Rhythms of Resilience
I’m watching for the first delicate crocuses to break through the hardened crust of the March ground. Yellow, purple and white, their short blooms open like small cups of sunlight. But by night, the delicate blossoms close up, waiting until dawn coaxes them to yawn agape again. Their daily opening and closing reminds me that so much growth happens not in straight-line arrows stretching onward and upward as diagonals of progress cutting across a chart, but in rhythmic expansion and contraction more akin to breathing. Opening and closing, opening and closing, opening and closing, in the same motion of a human embryo as it grows.
When flowers open and close in circadian rhythms, their expansion and contraction is caused by the outer leaves or petals growing faster than the inner ones in darkness and cool temperatures. Then, in the warmth of daylight, the inner petals grow too, pushing the blossom open.
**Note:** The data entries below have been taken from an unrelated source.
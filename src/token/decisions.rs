//! Authorization-decision cache.
//!
//! # Responsibilities
//! - Cache identity-provider permission evaluations
//! - Key decisions by permission + tenant + session + token expiry
//!
//! # Design Decisions
//! - A cached decision lives exactly as long as the JWT it was made for;
//!   a re-issued token (new exp) gets a fresh evaluation
//! - Tenant-scoped eviction drops every decision for that tenant

use std::sync::Arc;

use crate::auth::jwt::{now_epoch_secs, Claims};
use crate::error::SidecarError;
use crate::external::IdentityProvider;
use crate::token::cache::ExpiringCache;
use crate::token::clamped_expiry;

/// Cache key for one authorization decision.
#[derive(Debug, Clone, PartialEq, Eq, Hash)]
pub struct DecisionKey {
    pub permission: String,
    pub tenant: String,
    pub session: Option<String>,
    pub token_exp: u64,
}

/// Caches identity-provider permission evaluations per token lifetime.
pub struct DecisionCache {
    idp: Arc<dyn IdentityProvider>,
    decisions: ExpiringCache<DecisionKey, bool>,
}

impl DecisionCache {
    pub fn new(idp: Arc<dyn IdentityProvider>) -> Self {
        Self {
            idp,
            decisions: ExpiringCache::new("authorization_decisions"),
        }
    }

    /// Whether the token's bearer holds the permission in the tenant.
    ///
    /// The decision is cached until the token's own expiry.
    pub async fn evaluate(
        &self,
        tenant: &str,
        claims: &Claims,
        token: &str,
        permission: &str,
    ) -> Result<bool, SidecarError> {
        let key = DecisionKey {
            permission: permission.to_string(),
            tenant: tenant.to_string(),
            session: claims.sid.clone(),
            token_exp: claims.exp,
        };
        let expires_at = clamped_expiry(claims.exp.saturating_sub(now_epoch_secs()));

        let idp = Arc::clone(&self.idp);
        let (tenant, token, permission) =
            (tenant.to_string(), token.to_string(), permission.to_string());
        self.decisions
            .get_or_try_load(key, |_| Some(expires_at), || async move {
                idp.evaluate_permission(&tenant, &token, &permission).await
            })
            .await
    }

    /// Evict every decision made for a tenant.
    pub fn invalidate_tenant(&self, tenant: &str) {
        self.decisions.invalidate_matching(|key| key.tenant == tenant);
    }

    #[cfg(test)]
    pub(crate) fn cached_entries(&self) -> usize {
        self.decisions.len()
    }
}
Might we learn from this, a rhythm for our own human resilience, individually and collectively? As we experience the setbacks, threats and trauma of our current times, can we step out of our urgent quest for outward action and progress long enough to turn inward and to nurture our spiritual growth, which in turn, will then spur us to new outward growth and action? Can we resist the dominant culture’s addiction to continuous growth – the onward and upward trap of 20th-century notions of progress – and allow ourselves, our systems and our organizations time to rest, to reflect, sometimes even to contract, learning who we are and what we need before asking what it is we are to do and how and where and when?
Resilience – the capacity to recover quickly from challenges, setbacks or trauma – is a much touted quality defined as the ability to bounce back or return to the shape or trajectory something had before being stressed. But as a human capacity, very often it does not return us to our original “shape.” Rather, human resilience often stretches us into different “shapes” as we grow into new capacities, understandings or relationships – new ways of being that respond to the barriers encountered or trauma experienced while still being true to who we are.
Author Andrew Zolli notes that resilient systems “move at more than one speed,” demonstrating both “the agility that comes with short-term thinking and wisdom that comes from long-term thinking.” This too is a rhythm, fluctuating between an immediate response to urgent needs, and a slower, thoughtful reflection on options, consequences and the long game. It is a rhythm found in healthy religious communities, rooted in tradition while responding to the challenges of the present day and working toward a better future.
It is also present in Martin Luther King’s claim that “The arc of the moral universes is long but it bends toward justice.” He was paraphrasing a 1853 sermon by abolitionist and Unitarian minister Theodore Parker – and both King and Parker practiced the resilient rhythms of moving at more than one speed through times of great challenge and suffering. Parker originally said, “I do not pretend to understand the moral universe. The arc is a long one. My eye reaches but a little ways. I cannot calculate the curve and complete the figure by experience of sight. I can divine it by conscience. And from what I see I am sure it bends toward justice.”
We cannot see the full arc of history to know exactly how or when today’s injustices and suffering will be addressed. But being rooted in faith traditions and teachings committed to justice across the millennia, our conscience is awakened – one might say stretched into the shape of new understandings, new capacities, new relationships. And as we experience the adversity, setbacks and inevitable heartbreak of working to end oppression, we find resilience in the rhythms of breathing in and breathing out, opening and closing, resting and acting, drawing inward and reaching out. Resilience connects past and future in an arc bent and continually rebounding toward justice, through our dreams and actions, our faith and work, our imagination and daily practice.
With this ebb and flow, we grow. We stretch into new ways of being that can adapt to the dramatic loss and change and stresses that are all hallmarks of the 21st century. So it is that we discover resilience as the rhythmic movement of our human blooming.
To write about the rhythms of resilience, consider what you do or might do to practice moving at more than one speed. Then write from two alternating prompts, repeating them to discover how the fruits of these rhythms emerge and grow over time. The two prompts are: When I fold inward…. and When I open myself to the world….
Adapted from “Resilience” by Karen Hering, published in the March issue of CommUnity.